▸ **TRY IT**
Only the lines from the top of the material through the line containing "use std::path::PathBuf;" should be restated, each one exactly.

▸ **PROVIDED RECORDS**
=====
mod app;
mod help;
mod preview;
mod prompt;
mod theme;
use crate::app::App;
use anyhow::Context;
use calcard::card::Card;
use calcard::config::Config;
use calcard::params::ParamStore;
use calcard::raster::FontSet;
use lexopt::{Arg, Parser, ValueExt};
use ratatui::DefaultTerminal;
use std::path::PathBuf;
use time::{format_description::FormatItem, macros::format_description, Date, OffsetDateTime};

static YMD_FMT: &[FormatItem<'_>] = format_description!("[year]-[month]-[day]");

#[derive(Clone, Debug, Default, Eq, PartialEq)]
struct Options {
    config: Option<PathBuf>,
    font: Option<PathBuf>,
    log: Option<PathBuf>,
    out_dir: Option<PathBuf>,
    month: Option<(i32, u8)>,
}

#[derive(Clone, Debug, Eq, PartialEq)]
enum Command {
    Run(Options),
    Help,
    Version,
}

impl Command {
    fn from_parser(mut parser: Parser) -> Result<Command, lexopt::Error> {
        let mut opts = Options::default();
        while let Some(arg) = parser.next()? {
            match arg {
                Arg::Short('h') | Arg::Long("help") => return Ok(Command::Help),
                Arg::Short('V') | Arg::Long("version") => return Ok(Command::Version),
                Arg::Short('c') | Arg::Long("config") => {
                    opts.config = Some(parser.value()?.into());
                }
                Arg::Long("font") => opts.font = Some(parser.value()?.into()),
                Arg::Long("log") => opts.log = Some(parser.value()?.into()),
                Arg::Short('o') | Arg::Long("out-dir") => {
                    opts.out_dir = Some(parser.value()?.into());
                }
                Arg::Value(value) if opts.month.is_none() => {
                    let value = value.string()?;
                    // A month is parsed as its first day
                    match Date::parse(&format!("{value}-01"), &YMD_FMT) {
                        Ok(d) => opts.month = Some((d.year(), u8::from(d.month()))),
                        Err(e) => {
                            return Err(lexopt::Error::ParsingFailed {
                                value,
                                error: Box::new(e),
                            })
                        }
                    }
                }
                _ => return Err(arg.unexpected()),
            }
        }
        Ok(Command::Run(opts))
    }

    fn run(self) -> anyhow::Result<()> {
        match self {
            Command::Run(opts) => {
                if let Some(ref path) = opts.log {
                    calcard::logging::init_file(path, 0)?;
                }
                let config =
                    Config::load(opts.config.as_deref()).context("failed to load configuration")?;
                let (year, month) = match (opts.month, config.year, config.month) {
                    (Some(ym), _, _) => ym,
                    (None, Some(y), Some(m)) => (y, m),
                    (None, y, m) => {
                        let today = OffsetDateTime::now_local()
                            .unwrap_or_else(|_| OffsetDateTime::now_utc())
                            .date();
                        (
                            y.unwrap_or_else(|| today.year()),
                            m.unwrap_or_else(|| u8::from(today.month())),
                        )
                    }
                };
                let mut params = ParamStore::default();
                config.apply_params(&mut params)?;
                let ranges = config.range_list()?;
                let card = Card::new(params, year, month, ranges)?;
                let mut font_paths = config.fonts;
                if opts.font.is_some() {
                    font_paths.default = opts.font;
                }
                let out_dir = opts.out_dir.unwrap_or_else(|| PathBuf::from("."));
                let mut app = App::new(card, font_paths.clone(), out_dir);
                if font_paths.default.is_some() {
                    // Report unusable font files before taking over the
                    // terminal
                    let fonts = FontSet::load(&font_paths).context("failed to load fonts")?;
                    app = app.fonts(fonts);
                }
                with_terminal(|mut terminal| {
                    terminal.hide_cursor().context("failed to hide cursor")?;
                    app.run(terminal)?;
                    Ok(())
                })
            }
            Command::Help => {
                println!("Usage: calcard [OPTIONS] [YYYY-MM]");
                println!();
                println!("Design a one-month calendar card and export it as a PNG");
                println!();
                println!("Options:");
                println!("  -c, --config FILE   Read settings from FILE");
                println!("      --font FILE     Render text with the font in FILE");
                println!("      --log FILE      Write a log to FILE");
                println!("  -o, --out-dir DIR   Export PNG files into DIR [default: .]");
                println!("  -h, --help          Display this help message and exit");
                println!("  -V, --version       Show the program version and exit");
                Ok(())
            }
            Command::Version => {
                println!("{} {}", env!("CARGO_PKG_NAME"), env!("CARGO_PKG_VERSION"));
                Ok(())
            }
        }
    }
}

fn main() -> anyhow::Result<()> {
    Command::from_parser(Parser::from_env())?.run()
}

fn with_terminal<F, T>(func: F) -> anyhow::Result<T>
where
    F: FnOnce(DefaultTerminal) -> anyhow::Result<T>,
{
    let terminal = ratatui::init();
    let r = func(terminal);
    ratatui::restore();
    r
}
=====
▸ **RESPONSE TO THIS TASK**
mod app;
mod help;
mod preview;
mod prompt;
mod theme;
use crate::app::App;
use anyhow::Context;
use calcard::card::Card;
use calcard::config::Config;
use calcard::params::ParamStore;
use calcard::raster::FontSet;
use lexopt::{Arg, Parser, ValueExt};
use ratatui::DefaultTerminal;
use std::path::PathBuf;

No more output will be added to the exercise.